Notes on Joystick Implementation
Understanding Joystick Output
The output from the joystick is fully analog, using potentiometers to covert the joystick motion into a voltage you can measure. The figure below shows the internal circuity of the joystick.
You can then apply the resistor divider equation to get the voltages VRx and VRy:
$$ V_i = V_\mathrm{CC} \frac{V_\mathrm{sweep}}{V_\mathrm{total}}$$
Notice that this equation is fully linear with respect to the rotation of the joystick.
A digital system cannot directly read an analog voltage, so \(V_i\) is measured with an analog-to-digital converter (ADC). Since this returns a binary number1 that represents the voltage input to the ADC, we use the idea of “counts” to represent the measured value.

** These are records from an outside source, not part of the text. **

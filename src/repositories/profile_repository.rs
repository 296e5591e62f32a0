use async_trait::async_trait;
use sqlx::PgPool;
use uuid::Uuid;

use crate::models::UserProfile;
use crate::utils::errors::{AppError, AppResult};

#[async_trait]
pub trait ProfileRepository: Send + Sync {
    async fn create(&self, profile: &UserProfile) -> AppResult<UserProfile>;
    async fn find_by_id(&self, id: Uuid) -> AppResult<Option<UserProfile>>;
    async fn find_by_user(&self, user_id: Uuid) -> AppResult<Option<UserProfile>>;
    async fn find_by_email(&self, email: &str) -> AppResult<Option<UserProfile>>;
    async fn list_by_company(&self, company_id: Uuid) -> AppResult<Vec<UserProfile>>;
    async fn update_contact(&self, id: Uuid, name: &str, email: &str) -> AppResult<UserProfile>;
    /// Vincular una invitación pendiente con una identidad
    async fn link_user(&self, id: Uuid, user_id: Uuid) -> AppResult<UserProfile>;
    /// Borrar las asignaciones del perfil y después el perfil
    async fn delete_with_assignments(&self, id: Uuid) -> AppResult<()>;
}

pub struct PgProfileRepository {
    pool: PgPool,
}

impl PgProfileRepository {
    pub fn new(pool: PgPool) -> Self {
        Self { pool }
    }
}

#[async_trait]
impl ProfileRepository for PgProfileRepository {
    async fn create(&self, profile: &UserProfile) -> AppResult<UserProfile> {
        let created = sqlx::query_as::<_, UserProfile>(
            r#"
            INSERT INTO user_profiles (id, user_id, company_id, role, name, email, created_at)
            VALUES ($1, $2, $3, $4, $5, $6, $7)
            RETURNING *
            "#,
        )
        .bind(profile.id)
        .bind(profile.user_id)
        .bind(profile.company_id)
        .bind(profile.role)
        .bind(&profile.name)
        .bind(&profile.email)
        .bind(profile.created_at)
        .fetch_one(&self.pool)
        .await?;
        Ok(created)
    }

    async fn find_by_id(&self, id: Uuid) -> AppResult<Option<UserProfile>> {
        let profile = sqlx::query_as::<_, UserProfile>("SELECT * FROM user_profiles WHERE id = $1")
            .bind(id)
            .fetch_optional(&self.pool)
            .await?;
        Ok(profile)
    }

    async fn find_by_user(&self, user_id: Uuid) -> AppResult<Option<UserProfile>> {
        let profile = sqlx::query_as::<_, UserProfile>(
            "SELECT * FROM user_profiles WHERE user_id = $1 ORDER BY created_at LIMIT 1",
        )
        .bind(user_id)
        .fetch_optional(&self.pool)
        .await?;
        Ok(profile)
    }

    async fn find_by_email(&self, email: &str) -> AppResult<Option<UserProfile>> {
        let profile = sqlx::query_as::<_, UserProfile>(
            "SELECT * FROM user_profiles WHERE LOWER(email) = LOWER($1) ORDER BY created_at LIMIT 1",
        )
        .bind(email.trim())
        .fetch_optional(&self.pool)
        .await?;
        Ok(profile)
    }

    async fn list_by_company(&self, company_id: Uuid) -> AppResult<Vec<UserProfile>> {
        let profiles = sqlx::query_as::<_, UserProfile>(
            "SELECT * FROM user_profiles WHERE company_id = $1 ORDER BY name",
        )
        .bind(company_id)
        .fetch_all(&self.pool)
        .await?;
        Ok(profiles)
    }

    async fn update_contact(&self, id: Uuid, name: &str, email: &str) -> AppResult<UserProfile> {
        sqlx::query_as::<_, UserProfile>(
            "UPDATE user_profiles SET name = $2, email = $3 WHERE id = $1 RETURNING *",
        )
        .bind(id)
        .bind(name)
        .bind(email)
        .fetch_optional(&self.pool)
        .await?
        .ok_or_else(|| AppError::NotFound("User profile not found".to_string()))
    }

    async fn link_user(&self, id: Uuid, user_id: Uuid) -> AppResult<UserProfile> {
        sqlx::query_as::<_, UserProfile>(
            "UPDATE user_profiles SET user_id = $2 WHERE id = $1 AND user_id IS NULL RETURNING *",
        )
        .bind(id)
        .bind(user_id)
        .fetch_optional(&self.pool)
        .await?
        .ok_or_else(|| AppError::Conflict("Invitation was already claimed".to_string()))
    }

    async fn delete_with_assignments(&self, id: Uuid) -> AppResult<()> {
        let mut tx = self.pool.begin().await?;

        sqlx::query("DELETE FROM vehicle_assignments WHERE profile_id = $1")
            .bind(id)
            .execute(&mut *tx)
            .await?;

        let result = sqlx::query("DELETE FROM user_profiles WHERE id = $1")
            .bind(id)
            .execute(&mut *tx)
            .await?;

        if result.rows_affected() == 0 {
            return Err(AppError::NotFound("User profile not found".to_string()));
        }

        tx.commit().await?;
        Ok(())
    }
}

ADCs are typically characterized by how many “bits” they have. You might hear of, for example, an 8-bit ADC, or a 10-bit ADC, or a 16-bit ADC. This number refers to the size of the binary number the ADC passes to the processor: an 8-bit ADC would output, say, 0b00101100 or 0b11101011—and is capable of all values from \(0\) to \(2^N-1\). An 8-bit ADC can therefore output 256 unique values, while a 16-bit ADC can output 65536.
These numbers are evenly distributed between two reference points against which the ADC is measuring the signal. Typically, these are ground and the supply rail, but may vary in general.
For a 10-bit ADC, like we have on the PIC, we have that 0 V is 0x00, and \(V_\mathrm{CC}\) is 0x3FF2.
This numeric value then has to be converted to a “control” by your code. Thinking in counts can make your life easier here.
Control Mappings
Let’s now walk through the process of taking the raw ADC measurement and getting a useful control signal out of it.
Getting a Control Value
We start be defining a few terms. We let the “player” be the thing controlled by the joystick, and we define the player state as the vector \(\mathbf{s}\) and the control as \(\mathbf{u}\). We will also define the raw output of the joystick as \(\mathbf{j}\). That is,
$$ \mathbf{s} = \begin{bmatrix} x \\ y \end{bmatrix}, \mathbf{j} = \begin{bmatrix} C_x \\ C_y \end{bmatrix}, $$
where \(C_i\) are the measured values from the ADC in counts, and \(x\) and \(y\) are the coordinates of the player.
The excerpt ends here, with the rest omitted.